Fig. 10. Complex multiplication with two MAR's.

MAC will result in addition in one of the MAR's while a subtraction actually occurs in the other. Fig. 10 shows the code for the single complex multiplication

$$(a_R + ia_I)(b_R + ib_I) = (a_R b_R - a_I b_I) + i(a_R b_I + a_I b_R).$$

Notice how MAC is used together with YPM to compute the sums in the components of the complex product. Further note that the MAR's can use operands from each other's memories as well as they do out of their own because of the control field. Complex multiplication can be readily pipelined to realize an nth-order complex FIR filter in 5n + 2 cycles. Such filters are common in QAM modems [14] since the received signal is separated into its inphase (real) and quadrature (imaginary) components.

The MAR is a very powerful arithmetic engine and is mated with an equally powerful controller which we shall now describe.

# V. THE SIGNAL PROCESSING CONTROLLER (SPC) CIRCUIT

The SPC, the second custom chip of the SPE, is a controller that executes a program written in its own powerful instruction set. Apart from the control of the two MAR's via the F, C, and A lines, the SPC is responsible for data structure maintainence, program control, peripheral control, and communication with the host processor. The architectural philiosophy employed in the design of the SPC is simple to state: Arithmetic capability is of relatively little value if the overhead tasks involved in data structure maintenance, program flow, etc., hamper the ability to keep the arithmetic engines busy. Hence, the SPC has a large part of its real estate dedicated to rapidly performing housekeeping chores in order to keep the MAR's busy. This philosophy sets the SPE apart from commercially available DSP chips and also accounts for the high efficiency of its architecture in actual modem applications (by efficiency, we mean the ratio of the achieved multiplication rate in an application versus the raw multiplication rate of the chips).

Fig. 11 provides a simplified block diagram of the SPC. It essentially has three external interfaces—the program memory, SPE, and the host interface. The program mem-



Fig. 11. SPC circuit.

ory interface is a dedicated parallel path to the SPE program store. A program address (PA0-PA12) is output on each cycle and an instruction is retrieved from the program memory. The SPE interface provides for data and control information within the SPE. A 16-bit data bus (DB0-DB15) is the major data path to which the MAR's, external memory, and external devices are connected. Control of these devices is provided on each instruction cycle via the F, C, and A lines. The former two are the function and control lines of the MAR's and also carry information related to external memory and devices, while the A field provides the addresses for both internal and external memories. Two edge-triggered interrupts into the SPC allow for exception processing. The final interface is a rather unique host interface that provides for a low-overhead asynchronous communication path with the host processor. The host can send both data and instructions to the SPC without the need for any special hardware such as dual-port RAM's. This facilitates SPE program and data control from the host.

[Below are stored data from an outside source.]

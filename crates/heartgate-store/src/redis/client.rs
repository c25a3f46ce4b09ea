//! Redis connection management.

use redis::Client;
use redis::aio::ConnectionManager;
use tracing::info;

use heartgate_core::config::RedisStoreConfig;
use heartgate_core::error::{AppError, ErrorKind};
use heartgate_core::result::AppResult;

/// Redis client wrapper with connection management.
#[derive(Clone)]
pub struct RedisClient {
    /// Redis connection manager (pooled, reconnecting).
    conn: ConnectionManager,
    /// Key prefix for all keys.
    key_prefix: String,
}

impl std::fmt::Debug for RedisClient {
    fn fmt(&self, f: &mut std::fmt::Formatter<'_>) -> std::fmt::Result {
        f.debug_struct("RedisClient")
            .field("key_prefix", &self.key_prefix)
            .finish()
    }
}

impl RedisClient {
    /// Create a new Redis client from configuration.
    pub async fn connect(config: &RedisStoreConfig) -> AppResult<Self> {
        info!(url = %config.masked_url(), "Connecting to Redis");

        let client = Client::open(config.url.as_str()).map_err(|e| {
            AppError::with_source(ErrorKind::StoreUnavailable, "Failed to create Redis client", e)
        })?;

        let conn = ConnectionManager::new(client).await.map_err(|e| {
            AppError::with_source(ErrorKind::StoreUnavailable, "Failed to connect to Redis", e)
        })?;

        info!("Successfully connected to Redis");
        Ok(Self {
            conn,
            key_prefix: config.key_prefix.clone(),
        })
    }

    /// Get a mutable clone of the connection manager.
    pub fn conn_mut(&self) -> ConnectionManager {
        self.conn.clone()
    }

    /// Build a full key with the configured prefix.
    pub fn prefixed_key(&self, key: &str) -> String {
        format!("{}{key}", self.key_prefix)
    }
}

It is difficult, in the limited space, to describe all the intricacies of the SPC instruction set or of its functional blocks. We will, therefore, highlight some of the more unique addressing modes and program flow constructs. The host interface will also be briefly described. These terse descriptions will serve to demonstrate the ability of the SPE to efficiently handle the aforementioned housekeeping chores thereby enhancing processor throughput through architectural innovation rather than circuit speed.

## A. Program Flow Control

Program flow control is a major source of overhead in programmable machines. The SPC reduces this overhead through various program control structures available to the programmer (to be described). In addition, program instruction fetch, decode, and execution are pipelined for throughput enhancement. This works well for most DSP tasks where the code is inline, but conditional branching, however infrequent, disturbs the pipeline. The SPC branch instructions are delayed by one cycle, thus allowing the formation of condition codes that influence the branch. Any single cycle instruction may be inserted in the code during that cycle, otherwise an NOP is used and the cycle is wasted. The burden of managing the pipe resides with the programmer. Undelayed jump instructions are also available for unconditional branches and situations where future results do not affect the branch.

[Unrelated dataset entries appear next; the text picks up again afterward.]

//! Maps domain `AppError` to HTTP responses.

use axum::Json;
use axum::http::StatusCode;
use axum::response::{IntoResponse, Response};
use serde::{Deserialize, Serialize};

use heartgate_core::error::{AppError, ErrorKind};

/// Error response body.
#[derive(Debug, Clone, Serialize, Deserialize)]
pub struct ApiErrorResponse {
    /// Human-readable message.
    pub error: String,
}

/// HTTP-facing wrapper around [`AppError`].
///
/// Handlers return `Result<_, ApiError>` so `?` converts any `AppError`.
#[derive(Debug)]
pub struct ApiError(pub AppError);

impl From<AppError> for ApiError {
    fn from(err: AppError) -> Self {
        Self(err)
    }
}

/// HTTP status for an error kind.
pub fn status_for(kind: ErrorKind) -> StatusCode {
    match kind {
        ErrorKind::InvalidToken => StatusCode::NOT_ACCEPTABLE,
        ErrorKind::LimitExceeded => StatusCode::PRECONDITION_FAILED,
        ErrorKind::StoreUnavailable => StatusCode::SERVICE_UNAVAILABLE,
        ErrorKind::Validation => StatusCode::BAD_REQUEST,
        ErrorKind::Configuration | ErrorKind::Serialization | ErrorKind::Internal => {
            StatusCode::INTERNAL_SERVER_ERROR
        }
    }
}

impl IntoResponse for ApiError {
    fn into_response(self) -> Response {
        let Self(err) = self;
        let status = status_for(err.kind);

        if err.is_client_rejection() {
            tracing::debug!(kind = %err.kind, "Heartbeat refused");
        } else if status.is_server_error() {
            tracing::error!(kind = %err.kind, error = %err.message, "Heartbeat failed");
        }

        let body = ApiErrorResponse { error: err.message };

        (status, Json(body)).into_response()
    }
}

To demonstrate some of the SPC's program flow control capability, consider the overhead associated with looping structures and procedure calls. Loops are implemented in conventional Von-Neumann architectures by decrementing a loop counter and testing for zero at the end of every iteration of the loop body. These calculations often utilize the arithmetic facilities of the processor, thus preventing the occurence of any useful calculations. The time spent in maintaining the loop variable is thus overhead. Similarily, procedure calls and returns entail overhead in updating the program addresses. Unfortunately, these program control mechanisms (as well as others) cannot be dispensed with since they are invaluable in conserving code space and generally expedite program development. The SPC provides hardware support of these and other program control structures. Hence, flow control variables such as loop pointers and counters can be updated concurrently with useful calculations, thereby avoiding any speed degradation. Basically, the SPC trades hardware for throughput.

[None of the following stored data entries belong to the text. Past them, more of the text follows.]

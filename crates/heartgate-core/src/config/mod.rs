//! Application configuration schemas.
//!
//! All configuration structs are deserialized from TOML files via the
//! `config` crate. Each sub-module represents a logical configuration
//! section.

pub mod app;
pub mod logging;
pub mod store;
pub mod token;

use serde::{Deserialize, Serialize};

pub use self::app::ServerConfig;
pub use self::logging::LoggingConfig;
pub use self::store::{RedisStoreConfig, StoreConfig};
pub use self::token::TokenConfig;

use crate::error::AppError;

/// Root application configuration.
///
/// This struct is the top-level deserialization target for the merged
/// TOML configuration files (default.toml + environment overlay).
#[derive(Debug, Clone, Default, Serialize, Deserialize)]
pub struct AppConfig {
    /// HTTP server settings.
    #[serde(default)]
    pub server: ServerConfig,
    /// Heartbeat token settings.
    #[serde(default)]
    pub token: TokenConfig,
    /// Session store settings.
    #[serde(default)]
    pub store: StoreConfig,
    /// Logging settings.
    #[serde(default)]
    pub logging: LoggingConfig,
}

impl AppConfig {
    /// Load configuration from TOML files and the environment.
    ///
    /// Merges `config/default.toml` with an environment-specific overlay,
    /// environment variables prefixed with `HEARTGATE_`, and finally the
    /// bare `SHARED_KEY` and `STORAGE` variables older deployments set.
    pub fn load(env: &str) -> Result<Self, AppError> {
        Self::load_from("config", env)
    }

    /// Load configuration from `{dir}/default.toml` and `{dir}/{env}.toml`.
    pub fn load_from(dir: &str, env: &str) -> Result<Self, AppError> {
        let config = config::Config::builder()
            .add_source(config::File::with_name(&format!("{dir}/default")).required(false))
            .add_source(config::File::with_name(&format!("{dir}/{env}")).required(false))
            .add_source(
                config::Environment::with_prefix("HEARTGATE")
                    .separator("__")
                    .try_parsing(true),
            )
            .set_override_option("token.shared_key", std::env::var("SHARED_KEY").ok())?
            .set_override_option("store.provider", std::env::var("STORAGE").ok())?
            .build()
            .map_err(|e| AppError::configuration(format!("Failed to build config: {e}")))?;

        config
            .try_deserialize()
            .map_err(|e| AppError::configuration(format!("Failed to deserialize config: {e}")))
    }
}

Signal processing algorithms are very computation intensive and generally consist of small kernels of code that are executed repetitively, i.e., the algorithms are best implemented as a set of nested loops that occupy most of the processor's time. The SPC provides a single-cycle LOOP instruction that efficiently implements a looping construct. At the beginning of a loop, the starting address is pushed onto the SPC stack. One of the register file (RF) registers (Fig. 11) serves as the loop counter and is initialized to the number of iterations (minus 1). Every time the LOOP instruction is encountered, the register is automatically decremented and tested and if the loop has not expired, a branch is generated to the loop start address stored on the stack.

The innermost loop of a nested set of loops is executed most frequently so any overhead in this loop generally has a substantial performance impact on the overall program. Recognizing this, a single-level full hardware looping facility for the inner loop was added to the SPC. Depicted in Fig. 12, it consists of two dedicated registers. One of the registers serves as the loop counter just as an RF register



Fig. 12. DO LOOP hardware architecture.

did previously. To set up the loop, the second register shown in Fig. 12 is loaded with the address of the *last* instruction in the loop, and the start address of the loop is stored on the stack. The program counter is constantly compared to this latter register via a hardware comparator. When the last loop address is encountered, the loop counter is decremented and the program counter is appropriately adjusted, thus avoiding the need for an explicit LOOP instruction.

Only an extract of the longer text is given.